### Data to examine
//! Message domains

use serde::{Deserialize, Serialize};
use std::fmt;

/// Domain of a stream's content.
///
/// Login, Source (directory) and Dictionary are administrative domains and
/// never carry posts or aggregation.
#[derive(Debug, Clone, Copy, PartialEq, Eq, Hash, PartialOrd, Ord, Serialize, Deserialize)]
#[serde(rename_all = "SCREAMING_SNAKE_CASE")]
pub enum DomainType {
    Login,
    Source,
    Dictionary,
    MarketPrice,
    MarketByOrder,
    MarketByPrice,
    MarketMaker,
    SymbolList,
    /// Any other domain number
    Custom(u8),
}

impl DomainType {
    /// Numeric domain value used on the wire
    pub fn value(&self) -> u8 {
        match self {
            DomainType::Login => 1,
            DomainType::Source => 4,
            DomainType::Dictionary => 5,
            DomainType::MarketPrice => 6,
            DomainType::MarketByOrder => 7,
            DomainType::MarketByPrice => 8,
            DomainType::MarketMaker => 9,
            DomainType::SymbolList => 10,
            DomainType::Custom(v) => *v,
        }
    }

    /// Map a wire value back to a domain
    pub fn from_value(value: u8) -> Self {
        match value {
            1 => DomainType::Login,
            4 => DomainType::Source,
            5 => DomainType::Dictionary,
            6 => DomainType::MarketPrice,
            7 => DomainType::MarketByOrder,
            8 => DomainType::MarketByPrice,
            9 => DomainType::MarketMaker,
            10 => DomainType::SymbolList,
            other => DomainType::Custom(other),
        }
    }

    /// Login, directory and dictionary streams are administrative.
    pub fn is_administrative(&self) -> bool {
        matches!(
            self,
            DomainType::Login | DomainType::Source | DomainType::Dictionary
        )
    }
}

impl fmt::Display for DomainType {
    fn fmt(&self, f: &mut fmt::Formatter<'_>) -> fmt::Result {
        match self {
            DomainType::Custom(v) => write!(f, "Custom({})", v),
            other => write!(f, "{:?}", other),
        }
    }
}
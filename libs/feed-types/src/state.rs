//! Stream and data state
//!
//! Carried on refresh and status messages; the watchlist also synthesizes
//! states when it recovers or closes streams on the application's behalf.

use serde::{Deserialize, Serialize};

/// Lifecycle state of a stream
#[derive(Debug, Clone, Copy, PartialEq, Eq, Hash, Serialize, Deserialize)]
#[serde(rename_all = "SCREAMING_SNAKE_CASE")]
pub enum StreamState {
    Open,
    /// Snapshot stream; closes after the complete refresh
    NonStreaming,
    /// Closed, may be re-requested
    ClosedRecover,
    Closed,
    Redirected,
}

impl StreamState {
    /// Returns true if no further messages will arrive on the stream.
    pub fn is_final(&self) -> bool {
        !matches!(self, StreamState::Open)
    }
}

/// Health of the data on a stream
#[derive(Debug, Clone, Copy, PartialEq, Eq, Hash, Serialize, Deserialize)]
#[serde(rename_all = "SCREAMING_SNAKE_CASE")]
pub enum DataState {
    Ok,
    Suspect,
    NoChange,
}

/// Additional state code
#[derive(Debug, Clone, Copy, PartialEq, Eq, Hash, Serialize, Deserialize)]
#[serde(rename_all = "SCREAMING_SNAKE_CASE")]
pub enum StateCode {
    None,
    NotFound,
    Timeout,
    NotEntitled,
    InvalidArgument,
    UsageError,
    Preempted,
    NoResources,
    AlreadyOpen,
    SourceUnknown,
    NotOpen,
    FailoverStarted,
    FailoverCompleted,
}

/// Stream state, data state, code and explanatory text.
#[derive(Debug, Clone, PartialEq, Eq, Serialize, Deserialize)]
pub struct State {
    pub stream_state: StreamState,
    pub data_state: DataState,
    pub code: StateCode,
    pub text: String,
}

impl Default for State {
    fn default() -> Self {
        Self::open_ok()
    }
}

impl State {
    pub fn new(
        stream_state: StreamState,
        data_state: DataState,
        code: StateCode,
        text: impl Into<String>,
    ) -> Self {
        Self {
            stream_state,
            data_state,
            code,
            text: text.into(),
        }
    }

    /// Open, data ok
    pub fn open_ok() -> Self {
        Self::new(StreamState::Open, DataState::Ok, StateCode::None, "")
    }

    /// Open, data suspect
    pub fn open_suspect(code: StateCode, text: impl Into<String>) -> Self {
        Self::new(StreamState::Open, DataState::Suspect, code, text)
    }

    /// Closed, may be recovered by re-requesting
    pub fn closed_recover(code: StateCode, text: impl Into<String>) -> Self {
        Self::new(StreamState::ClosedRecover, DataState::Suspect, code, text)
    }

    /// Closed for good
    pub fn closed(code: StateCode, text: impl Into<String>) -> Self {
        Self::new(StreamState::Closed, DataState::Suspect, code, text)
    }

    pub fn is_open_ok(&self) -> bool {
        self.stream_state == StreamState::Open && self.data_state == DataState::Ok
    }
}
#[cfg(test)]
mod tests {
    use super::*;
    use proptest::prelude::*;

    fn fids(ids: &[i16]) -> View {
        View::new(&ViewSpec::FieldIds(ids.to_vec())).unwrap()
    }

    fn counts(agg: &AggregateView, ids: &[i16]) -> Vec<Option<u32>> {
        ids.iter().map(|id| agg.count_of(&ViewElement::FieldId(*id))).collect()
    }

    #[test]
    fn test_view_is_sorted_and_deduplicated() {
        let view = fids(&[25, 22, 25, 3]);
        assert_eq!(
            view.elements(),
            &[ViewElement::FieldId(3), ViewElement::FieldId(22), ViewElement::FieldId(25)]
        );
        assert_eq!(View::new(&ViewSpec::FieldIds(vec![])), Err(ModelError::EmptyView));
    }

    #[test]
    fn test_merge_overlapping_views() {
        let mut agg = AggregateView::new(ViewKind::FieldIdList);
        agg.add_view(1, fids(&[1, 2, 3])).unwrap();
        agg.add_view(2, fids(&[2, 3, 4])).unwrap();

        assert!(agg.merge());
        assert_eq!(counts(&agg, &[1, 2, 3, 4]), vec![Some(1), Some(2), Some(2), Some(1)]);
        assert!(agg.commit());
        assert!(agg.verify_counts());
    }

    #[test]
    fn test_remove_after_commit_keeps_shared_elements() {
        let mut agg = AggregateView::new(ViewKind::FieldIdList);
        agg.add_view(1, fids(&[1, 2, 3])).unwrap();
        agg.add_view(2, fids(&[2, 3, 4])).unwrap();
        agg.merge();
        agg.commit();

        assert!(agg.remove_view(1));
        assert_eq!(agg.count_of(&ViewElement::FieldId(1)), Some(0));
        assert_eq!(agg.is_committed(&ViewElement::FieldId(1)), Some(true));
        assert_eq!(agg.wire_view(), Some(ViewSpec::FieldIds(vec![2, 3, 4])));
        assert!(agg.contains_view(&fids(&[2, 3, 4])));

        assert!(agg.commit());
        assert_eq!(counts(&agg, &[1, 2, 3, 4]), vec![None, Some(1), Some(1), Some(1)]);
        assert!(agg.verify_counts());
    }

    #[test]
    fn test_noop_merge_and_commit() {
        let mut agg = AggregateView::new(ViewKind::FieldIdList);
        agg.add_view(1, fids(&[5, 6])).unwrap();
        agg.merge();
        agg.commit();

        agg.add_view(2, fids(&[6])).unwrap();
        assert!(agg.contains_new_views());
        assert!(!agg.merge());
        assert!(!agg.commit());
    }

    #[test]
    fn test_merge_with_new_element_reports_update() {
        let mut agg = AggregateView::new(ViewKind::FieldIdList);
        agg.add_view(1, fids(&[5])).unwrap();
        agg.merge();
        agg.commit();

        agg.add_view(2, fids(&[5, 7])).unwrap();
        assert!(!agg.contains_new_views());
        assert!(agg.merge());
    }

    #[test]
    fn test_rollback_restores_table_and_requeues() {
        let mut agg = AggregateView::new(ViewKind::FieldIdList);
        agg.add_view(1, fids(&[1, 2])).unwrap();
        agg.merge();
        agg.commit();

        agg.add_view(2, fids(&[2, 9])).unwrap();
        agg.merge();
        assert_eq!(agg.count_of(&ViewElement::FieldId(9)), Some(1));

        agg.rollback();
        assert_eq!(agg.count_of(&ViewElement::FieldId(9)), None);
        assert_eq!(agg.count_of(&ViewElement::FieldId(2)), Some(1));
        assert!(agg.has_new_views());
        assert!(agg.verify_counts());

        assert!(agg.merge());
        assert!(agg.commit());
        assert_eq!(agg.wire_view(), Some(ViewSpec::FieldIds(vec![1, 2, 9])));
    }

    #[test]
    fn test_kind_mismatch_rejected() {
        let mut agg = AggregateView::new(ViewKind::FieldIdList);
        let names = View::new(&ViewSpec::ElementNames(vec!["BID".into()])).unwrap();
        assert_eq!(
            agg.add_view(1, names),
            Err(ViewError::KindMismatch {
                existing: ViewKind::FieldIdList,
                requested: ViewKind::ElementNameList,
            })
        );
        agg.add_view(1, fids(&[1])).unwrap();
        assert_eq!(agg.add_view(1, fids(&[2])), Err(ViewError::DuplicateOwner(1)));
    }

    #[test]
    fn test_remove_new_view_leaves_table_alone() {
        let mut agg = AggregateView::new(ViewKind::FieldIdList);
        agg.add_view(1, fids(&[1])).unwrap();
        assert!(!agg.remove_view(1));
        assert!(agg.is_empty());
        assert!(agg.wire_view().is_none());
    }

    #[test]
    fn test_uncommitted_zero_count_is_compacted() {
        let mut agg = AggregateView::new(ViewKind::FieldIdList);
        agg.add_view(1, fids(&[4])).unwrap();
        agg.merge();
        assert!(agg.remove_view(1));
        assert_eq!(agg.count_of(&ViewElement::FieldId(4)), None);
    }

    #[test]
    fn test_element_name_wire_view() {
        let mut agg = AggregateView::new(ViewKind::ElementNameList);
        agg.add_view(1, View::new(&ViewSpec::ElementNames(vec!["BID".into(), "ASK".into()])).unwrap())
            .unwrap();
        agg.merge();
        assert_eq!(
            agg.wire_view(),
            Some(ViewSpec::ElementNames(vec!["ASK".into(), "BID".into()]))
        );
    }

    #[derive(Debug, Clone)]
    enum Op {
        Add(StreamId, Vec<i16>),
        Merge,
        Commit,
        Rollback,
        Remove(StreamId),
    }

    fn op_strategy() -> impl Strategy<Value = Op> {
        prop_oneof![
            (0..6i32, prop::collection::vec(0..12i16, 1..6)).prop_map(|(o, ids)| Op::Add(o, ids)),
            Just(Op::Merge),
            Just(Op::Commit),
            Just(Op::Rollback),
            (0..6i32).prop_map(Op::Remove),
        ]
    }

    proptest! {
        #[test]
        fn prop_counts_match_members(ops in prop::collection::vec(op_strategy(), 1..60)) {
            let mut agg = AggregateView::new(ViewKind::FieldIdList);
            for op in ops {
                match op {
                    Op::Add(owner, ids) => {
                        let _ = agg.add_view(owner, fids(&ids));
                    }
                    Op::Merge => {
                        agg.merge();
                    }
                    Op::Commit => {
                        agg.commit();
                    }
                    Op::Rollback => agg.rollback(),
                    Op::Remove(owner) => {
                        agg.remove_view(owner);
                    }
                }
                prop_assert!(agg.verify_counts());
            }
        }

        #[test]
        fn prop_commit_after_commit_is_noop(ids in prop::collection::vec(0..50i16, 1..10)) {
            let mut agg = AggregateView::new(ViewKind::FieldIdList);
            agg.add_view(1, fids(&ids)).unwrap();
            prop_assert!(agg.merge());
            agg.commit();
            agg.add_view(2, fids(&ids)).unwrap();
            prop_assert!(!agg.merge());
            prop_assert!(!agg.commit());
        }
    }
}
//! Message keys

use serde::{Deserialize, Serialize};

use crate::ids::ServiceId;

/// Identifies the item a stream carries.
///
/// Every member is optional; equality is structural, so two requests with the
/// same key, domain and QoS can share one stream.
#[derive(Debug, Clone, Default, PartialEq, Eq, Hash, Serialize, Deserialize)]
pub struct MsgKey {
    pub name: Option<String>,
    pub name_type: Option<u8>,
    pub service_id: Option<ServiceId>,
    pub filter: Option<u32>,
    pub identifier: Option<i32>,
    pub attrib: Option<Vec<u8>>,
}

impl MsgKey {
    /// Key with just a name
    pub fn named(name: impl Into<String>) -> Self {
        Self {
            name: Some(name.into()),
            ..Self::default()
        }
    }

    pub fn with_service_id(mut self, service_id: ServiceId) -> Self {
        self.service_id = Some(service_id);
        self
    }

    pub fn with_filter(mut self, filter: u32) -> Self {
        self.filter = Some(filter);
        self
    }

    pub fn with_name_type(mut self, name_type: u8) -> Self {
        self.name_type = Some(name_type);
        self
    }

    /// Compare everything except the service id.
    ///
    /// Used when a request is bound by service name: the service id on the
    /// key is filled in by the watchlist, not by the application.
    pub fn matches_ignoring_service(&self, other: &MsgKey) -> bool {
        self.name == other.name
            && self.name_type == other.name_type
            && self.filter == other.filter
            && self.identifier == other.identifier
            && self.attrib == other.attrib
    }
}
#[test]
fn test_pool_exhaustion_reported_to_request() {
    let config = WatchlistConfig {
        initial_stream_pool_size: 1,
        max_streams: 1,
        ..WatchlistConfig::default()
    };
    let mut h = Harness::ready_with(config, default_services());
    h.request(item(5, "TRI.N")).unwrap();
    h.request(item(6, "IBM.N")).unwrap();

    let events = h.events();
    assert_eq!(events.len(), 1);
    assert_eq!(events[0].msg.stream_id(), 6);
    let state = status_of(&events[0]).unwrap();
    assert_eq!(state.stream_state, StreamState::ClosedRecover);
    assert_eq!(state.data_state, DataState::Suspect);
    assert_eq!(state.code, StateCode::NoResources);
    assert_eq!(state.text, "No item streams available.");
    assert_eq!(h.wl.request_state(6), None);
    assert_eq!(h.wl.request_state(5), Some(RequestState::PendingRequest));

    // Sharing the open stream needs no new slot.
    h.request(item(7, "TRI.N")).unwrap();
    assert!(h.events().is_empty());
    assert_eq!(h.wl.wire_stream_id(7), h.wl.wire_stream_id(5));
    assert_eq!(h.wl.stream_count(), 1);
}

#[test]
fn test_multi_part_refresh_defers_joining_request() {
    let mut h = Harness::ready();
    h.request(item(5, "TRI.N")).unwrap();
    h.dispatch();
    let wire = h.wl.wire_stream_id(5).unwrap();
    h.take_sent();

    h.read(Msg::Refresh(
        RefreshMsg::new(wire, DomainType::MarketPrice, State::open_ok()).partial(),
    ));
    assert_eq!(
        h.wl.request_state(5),
        Some(RequestState::PendingCompleteRefresh)
    );
    assert_eq!(
        h.wl.stream(wire).unwrap().refresh_state,
        RefreshState::PartialRefreshPending
    );

    // The joiner's refresh waits for the final part.
    h.request(item(6, "TRI.N")).unwrap();
    h.dispatch();
    assert!(requests_sent(&h.take_sent()).is_empty());
    assert_eq!(h.wl.request_state(6), Some(RequestState::PendingRequest));

    h.refresh(wire);
    assert_eq!(h.wl.request_state(5), Some(RequestState::Open));
    assert_eq!(h.wl.request_state(6), Some(RequestState::PendingRequest));
    let events = h.events();
    assert_eq!(events.len(), 2);
    assert!(events.iter().all(|e| e.msg.stream_id() == 5));

    h.dispatch();
    let sent = h.take_sent();
    let requests = requests_sent(&sent);
    assert_eq!(requests.len(), 1);
    assert_eq!(requests[0].stream_id, wire);
    assert!(!requests[0].no_refresh);

    h.refresh(wire);
    assert_eq!(h.wl.request_state(6), Some(RequestState::Open));
    let events = h.events();
    assert_eq!(events.len(), 1);
    assert_eq!(events[0].msg.stream_id(), 6);
}
#[cfg(test)]
mod tests {
    use super::*;
    use crate::transport::{SendBuffer, TransportError};
    use feed_types::prelude::*;
    use std::time::Duration;

    #[derive(Debug, Default)]
    struct Wire {
        sent: Vec<Msg>,
        no_buffers: bool,
    }

    impl Transport for Wire {
        fn get_buffer(&mut self, size_hint: usize) -> Result<SendBuffer, TransportError> {
            if self.no_buffers {
                return Err(TransportError::NoBuffers);
            }
            Ok(SendBuffer::with_capacity(size_hint))
        }

        fn submit(&mut self, buffer: SendBuffer) -> SubmitStatus {
            match JsonCodec.decode(buffer.as_slice()) {
                Ok(msg) => {
                    self.sent.push(msg);
                    SubmitStatus::Success
                }
                Err(err) => SubmitStatus::Failure(err.to_string()),
            }
        }

        fn release(&mut self, _buffer: SendBuffer) {}
    }

    fn watchlist() -> Watchlist<Wire> {
        Watchlist::new(WatchlistConfig::default(), Wire::default(), JsonCodec).unwrap()
    }

    fn login() -> Msg {
        Msg::Request(RequestMsg::new(
            10,
            DomainType::Login,
            MsgKey::named("user"),
        ))
    }

    /// Channel up, login and a one-service directory.
    fn ready(wl: &mut Watchlist<Wire>, now: Instant) {
        wl.submit_msg_at(login(), &SubmitOptions::default(), now).unwrap();
        wl.channel_up_at(now).unwrap();
        wl.read_msg_at(
            Msg::Refresh(RefreshMsg::new(LOGIN_STREAM_ID, DomainType::Login, State::open_ok())),
            now,
        )
        .unwrap();
        wl.dispatch_at(now).unwrap();
        let services = vec![ServiceEntry::up(1, "ELEKTRON", vec![DomainType::MarketPrice])];
        wl.read_msg_at(
            Msg::Refresh(
                RefreshMsg::new(DIRECTORY_STREAM_ID, DomainType::Source, State::open_ok())
                    .with_payload(Payload::ServiceList(services)),
            ),
            now,
        )
        .unwrap();
        wl.drain_events();
    }

    #[test]
    fn test_invalid_config_rejected() {
        let config = WatchlistConfig {
            request_timeout_ms: 0,
            ..WatchlistConfig::default()
        };
        let err = Watchlist::new(config, Wire::default(), JsonCodec).unwrap_err();
        assert!(matches!(err, WatchlistError::Config(_)));
    }

    #[test]
    fn test_login_sent_on_channel_up() {
        let mut wl = watchlist();
        wl.submit_msg(login(), &SubmitOptions::default()).unwrap();
        assert!(wl.transport().sent.is_empty());

        wl.channel_up().unwrap();
        assert_eq!(wl.transport().sent.len(), 1);
        assert_eq!(wl.transport().sent[0].stream_id(), LOGIN_STREAM_ID);
        assert!(!wl.is_ready());
    }

    #[test]
    fn test_directory_requested_after_login() {
        let now = Instant::now();
        let mut wl = watchlist();
        ready(&mut wl, now);

        let sent = &wl.transport().sent;
        assert_eq!(sent.len(), 2);
        assert_eq!(sent[1].stream_id(), DIRECTORY_STREAM_ID);
        assert_eq!(sent[1].domain(), DomainType::Source);
        assert!(wl.is_ready());
        assert_eq!(wl.service_cache().service_id("ELEKTRON"), Some(1));
    }

    #[test]
    fn test_cannot_submit_refresh() {
        let mut wl = watchlist();
        let refresh = Msg::Refresh(RefreshMsg::new(5, DomainType::MarketPrice, State::open_ok()));
        assert!(wl
            .submit_msg(refresh, &SubmitOptions::default())
            .unwrap_err()
            .is_invalid_usage());
    }

    #[test]
    fn test_non_positive_stream_id_rejected() {
        let mut wl = watchlist();
        let request = Msg::Request(RequestMsg::new(0, DomainType::MarketPrice, MsgKey::named("A")));
        assert!(wl.submit_msg(request, &SubmitOptions::service_name("ELEKTRON")).is_err());
    }

    #[test]
    fn test_unknown_inbound_stream_dropped() {
        let mut wl = watchlist();
        let update = Msg::Update(UpdateMsg::new(99, DomainType::MarketPrice, Payload::None));
        wl.read_msg(update).unwrap();
        assert!(wl.poll_event().is_none());
        assert_eq!(wl.stats().msgs_received, 1);
    }

    #[test]
    fn test_close_unknown_stream() {
        let mut wl = watchlist();
        assert_eq!(wl.close_request(42), Err(WatchlistError::UnknownStream(42)));
    }

    #[test]
    fn test_no_buffers_keeps_login_pending() {
        let mut wl = watchlist();
        wl.submit_msg(login(), &SubmitOptions::default()).unwrap();
        wl.transport_mut().no_buffers = true;
        wl.channel_up().unwrap();
        assert!(wl.transport().sent.is_empty());

        wl.transport_mut().no_buffers = false;
        wl.dispatch().unwrap();
        assert_eq!(wl.transport().sent.len(), 1);
    }

    #[test]
    fn test_next_timeout_follows_request_timer() {
        let now = Instant::now();
        let mut wl = watchlist();
        ready(&mut wl, now);
        assert_eq!(wl.next_timeout(), None);

        let request = Msg::Request(RequestMsg::new(5, DomainType::MarketPrice, MsgKey::named("TRI.N")));
        wl.submit_msg_at(request, &SubmitOptions::service_name("ELEKTRON"), now)
            .unwrap();
        wl.dispatch_at(now).unwrap();
        assert_eq!(
            wl.next_timeout(),
            Some(now + Duration::from_millis(wl.config().request_timeout_ms))
        );
    }
}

### What you will do
Which lines in the data above hold the word "WatchlistError"? Return each of them.

### Exercise response
        assert!(matches!(err, WatchlistError::Config(_)));
        assert_eq!(wl.close_request(42), Err(WatchlistError::UnknownStream(42)));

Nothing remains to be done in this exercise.